The line containing "Normalizes text the" marks the end, so write out exactly every line from the top of the entries below through that one.

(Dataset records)
=== Begin Enclosure ===

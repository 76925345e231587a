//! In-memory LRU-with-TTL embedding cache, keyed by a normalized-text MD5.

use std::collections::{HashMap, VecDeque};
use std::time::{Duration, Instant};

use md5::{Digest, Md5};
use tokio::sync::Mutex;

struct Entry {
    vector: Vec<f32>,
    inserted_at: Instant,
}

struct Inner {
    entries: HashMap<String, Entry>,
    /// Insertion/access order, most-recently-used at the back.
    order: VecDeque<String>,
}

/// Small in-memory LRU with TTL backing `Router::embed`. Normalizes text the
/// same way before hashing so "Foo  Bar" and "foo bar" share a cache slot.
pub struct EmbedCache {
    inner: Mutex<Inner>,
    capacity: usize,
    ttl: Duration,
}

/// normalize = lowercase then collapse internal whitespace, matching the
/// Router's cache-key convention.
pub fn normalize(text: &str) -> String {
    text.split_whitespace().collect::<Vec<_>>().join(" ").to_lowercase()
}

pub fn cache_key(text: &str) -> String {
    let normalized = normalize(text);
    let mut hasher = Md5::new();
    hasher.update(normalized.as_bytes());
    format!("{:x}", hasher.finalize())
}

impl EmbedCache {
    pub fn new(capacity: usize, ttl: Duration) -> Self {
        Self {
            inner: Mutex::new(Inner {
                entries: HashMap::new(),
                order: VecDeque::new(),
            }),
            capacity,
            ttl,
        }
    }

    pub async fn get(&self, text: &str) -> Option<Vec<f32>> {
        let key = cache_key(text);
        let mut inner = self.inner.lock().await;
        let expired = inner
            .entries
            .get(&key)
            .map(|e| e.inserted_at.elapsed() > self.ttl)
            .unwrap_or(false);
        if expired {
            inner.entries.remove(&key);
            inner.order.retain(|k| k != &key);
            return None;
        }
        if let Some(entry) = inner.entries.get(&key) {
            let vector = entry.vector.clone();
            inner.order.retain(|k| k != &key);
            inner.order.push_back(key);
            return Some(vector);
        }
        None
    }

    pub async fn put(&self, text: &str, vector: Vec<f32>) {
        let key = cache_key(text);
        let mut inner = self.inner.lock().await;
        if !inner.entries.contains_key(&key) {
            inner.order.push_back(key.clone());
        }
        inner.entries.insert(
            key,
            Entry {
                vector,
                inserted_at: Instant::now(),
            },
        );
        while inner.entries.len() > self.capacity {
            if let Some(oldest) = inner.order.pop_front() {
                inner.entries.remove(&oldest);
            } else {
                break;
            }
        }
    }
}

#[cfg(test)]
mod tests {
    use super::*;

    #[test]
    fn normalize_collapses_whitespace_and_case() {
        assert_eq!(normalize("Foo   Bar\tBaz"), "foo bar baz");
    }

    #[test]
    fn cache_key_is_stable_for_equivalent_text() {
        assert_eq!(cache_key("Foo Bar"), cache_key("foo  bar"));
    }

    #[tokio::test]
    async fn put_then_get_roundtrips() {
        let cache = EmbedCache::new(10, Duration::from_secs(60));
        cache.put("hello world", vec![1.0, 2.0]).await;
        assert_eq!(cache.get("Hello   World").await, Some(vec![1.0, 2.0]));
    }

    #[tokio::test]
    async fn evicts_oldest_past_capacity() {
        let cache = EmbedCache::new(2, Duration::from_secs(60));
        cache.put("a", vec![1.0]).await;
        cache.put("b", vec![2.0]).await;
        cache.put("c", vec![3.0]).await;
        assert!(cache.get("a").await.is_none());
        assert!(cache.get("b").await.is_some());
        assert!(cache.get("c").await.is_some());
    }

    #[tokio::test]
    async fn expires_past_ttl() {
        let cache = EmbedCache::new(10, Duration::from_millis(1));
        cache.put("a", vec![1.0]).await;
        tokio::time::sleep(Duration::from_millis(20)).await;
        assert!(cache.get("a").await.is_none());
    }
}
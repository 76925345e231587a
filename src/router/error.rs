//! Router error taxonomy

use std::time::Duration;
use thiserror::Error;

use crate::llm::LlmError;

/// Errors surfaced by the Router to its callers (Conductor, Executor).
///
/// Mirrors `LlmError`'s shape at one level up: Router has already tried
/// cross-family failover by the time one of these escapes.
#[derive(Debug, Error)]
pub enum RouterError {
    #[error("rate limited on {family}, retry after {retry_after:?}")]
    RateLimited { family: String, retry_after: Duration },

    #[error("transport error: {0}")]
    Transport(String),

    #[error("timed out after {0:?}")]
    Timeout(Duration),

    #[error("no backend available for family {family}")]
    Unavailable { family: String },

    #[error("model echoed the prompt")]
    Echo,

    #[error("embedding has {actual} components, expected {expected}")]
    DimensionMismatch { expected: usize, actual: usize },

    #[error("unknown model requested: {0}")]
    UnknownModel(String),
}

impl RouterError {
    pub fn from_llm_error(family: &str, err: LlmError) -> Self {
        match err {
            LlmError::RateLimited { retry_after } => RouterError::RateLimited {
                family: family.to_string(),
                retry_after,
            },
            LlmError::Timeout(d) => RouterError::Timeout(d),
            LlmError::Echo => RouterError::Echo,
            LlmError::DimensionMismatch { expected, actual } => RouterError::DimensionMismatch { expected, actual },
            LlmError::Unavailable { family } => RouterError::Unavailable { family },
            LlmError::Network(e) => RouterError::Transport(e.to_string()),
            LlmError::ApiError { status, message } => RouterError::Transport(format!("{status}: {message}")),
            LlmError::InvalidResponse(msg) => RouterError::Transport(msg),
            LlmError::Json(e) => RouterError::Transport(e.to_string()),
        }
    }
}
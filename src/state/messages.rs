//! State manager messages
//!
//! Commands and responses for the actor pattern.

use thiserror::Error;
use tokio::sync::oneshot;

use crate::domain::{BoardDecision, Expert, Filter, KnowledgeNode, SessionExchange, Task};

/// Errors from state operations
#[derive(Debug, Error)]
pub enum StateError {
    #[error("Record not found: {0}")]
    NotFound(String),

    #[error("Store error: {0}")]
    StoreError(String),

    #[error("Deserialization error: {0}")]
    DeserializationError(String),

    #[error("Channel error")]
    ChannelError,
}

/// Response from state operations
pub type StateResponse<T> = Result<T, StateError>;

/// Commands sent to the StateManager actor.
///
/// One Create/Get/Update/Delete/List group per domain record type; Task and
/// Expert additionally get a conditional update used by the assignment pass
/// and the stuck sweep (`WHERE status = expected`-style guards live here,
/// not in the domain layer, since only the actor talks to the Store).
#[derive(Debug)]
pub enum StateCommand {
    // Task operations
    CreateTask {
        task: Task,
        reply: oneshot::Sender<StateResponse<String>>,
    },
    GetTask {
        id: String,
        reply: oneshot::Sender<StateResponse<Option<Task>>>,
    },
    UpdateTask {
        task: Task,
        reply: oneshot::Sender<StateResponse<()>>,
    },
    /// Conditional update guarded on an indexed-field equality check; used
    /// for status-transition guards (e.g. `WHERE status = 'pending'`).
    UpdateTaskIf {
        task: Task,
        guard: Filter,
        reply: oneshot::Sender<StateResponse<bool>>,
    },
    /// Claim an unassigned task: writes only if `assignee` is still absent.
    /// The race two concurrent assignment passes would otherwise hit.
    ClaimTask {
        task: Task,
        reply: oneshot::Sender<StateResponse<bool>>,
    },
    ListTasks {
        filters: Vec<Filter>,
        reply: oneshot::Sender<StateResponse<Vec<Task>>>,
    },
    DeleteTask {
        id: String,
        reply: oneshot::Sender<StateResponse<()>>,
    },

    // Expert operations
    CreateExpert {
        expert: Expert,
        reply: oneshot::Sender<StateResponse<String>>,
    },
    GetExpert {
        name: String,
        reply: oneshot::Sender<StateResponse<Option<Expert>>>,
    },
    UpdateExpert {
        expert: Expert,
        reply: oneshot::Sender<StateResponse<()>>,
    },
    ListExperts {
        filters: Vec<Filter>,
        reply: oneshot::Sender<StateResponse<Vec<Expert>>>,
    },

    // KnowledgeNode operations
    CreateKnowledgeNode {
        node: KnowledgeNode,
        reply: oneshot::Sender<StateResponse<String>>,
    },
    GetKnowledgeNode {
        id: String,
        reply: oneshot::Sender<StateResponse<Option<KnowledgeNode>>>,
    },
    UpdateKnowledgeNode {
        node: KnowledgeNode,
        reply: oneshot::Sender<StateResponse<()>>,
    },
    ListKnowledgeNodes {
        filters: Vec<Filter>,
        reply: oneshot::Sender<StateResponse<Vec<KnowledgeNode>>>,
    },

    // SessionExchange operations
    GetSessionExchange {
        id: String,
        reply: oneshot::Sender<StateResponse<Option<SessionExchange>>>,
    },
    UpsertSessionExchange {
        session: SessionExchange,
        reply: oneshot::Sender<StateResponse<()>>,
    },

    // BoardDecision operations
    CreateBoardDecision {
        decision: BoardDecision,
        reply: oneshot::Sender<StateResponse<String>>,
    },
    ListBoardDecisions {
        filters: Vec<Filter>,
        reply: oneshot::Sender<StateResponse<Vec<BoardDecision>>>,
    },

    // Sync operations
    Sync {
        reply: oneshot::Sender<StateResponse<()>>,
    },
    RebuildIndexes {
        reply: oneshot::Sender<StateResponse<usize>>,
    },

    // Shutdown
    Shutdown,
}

=== End Enclosure ===

SOLUTION »
repository 76925345e231587a
//! In-memory LRU-with-TTL embedding cache, keyed by a normalized-text MD5.

use std::collections::{HashMap, VecDeque};
use std::time::{Duration, Instant};

use md5::{Digest, Md5};
use tokio::sync::Mutex;

struct Entry {
    vector: Vec<f32>,
    inserted_at: Instant,
}

struct Inner {
    entries: HashMap<String, Entry>,
    /// Insertion/access order, most-recently-used at the back.
    order: VecDeque<String>,
}

/// Small in-memory LRU with TTL backing `Router::embed`. Normalizes text the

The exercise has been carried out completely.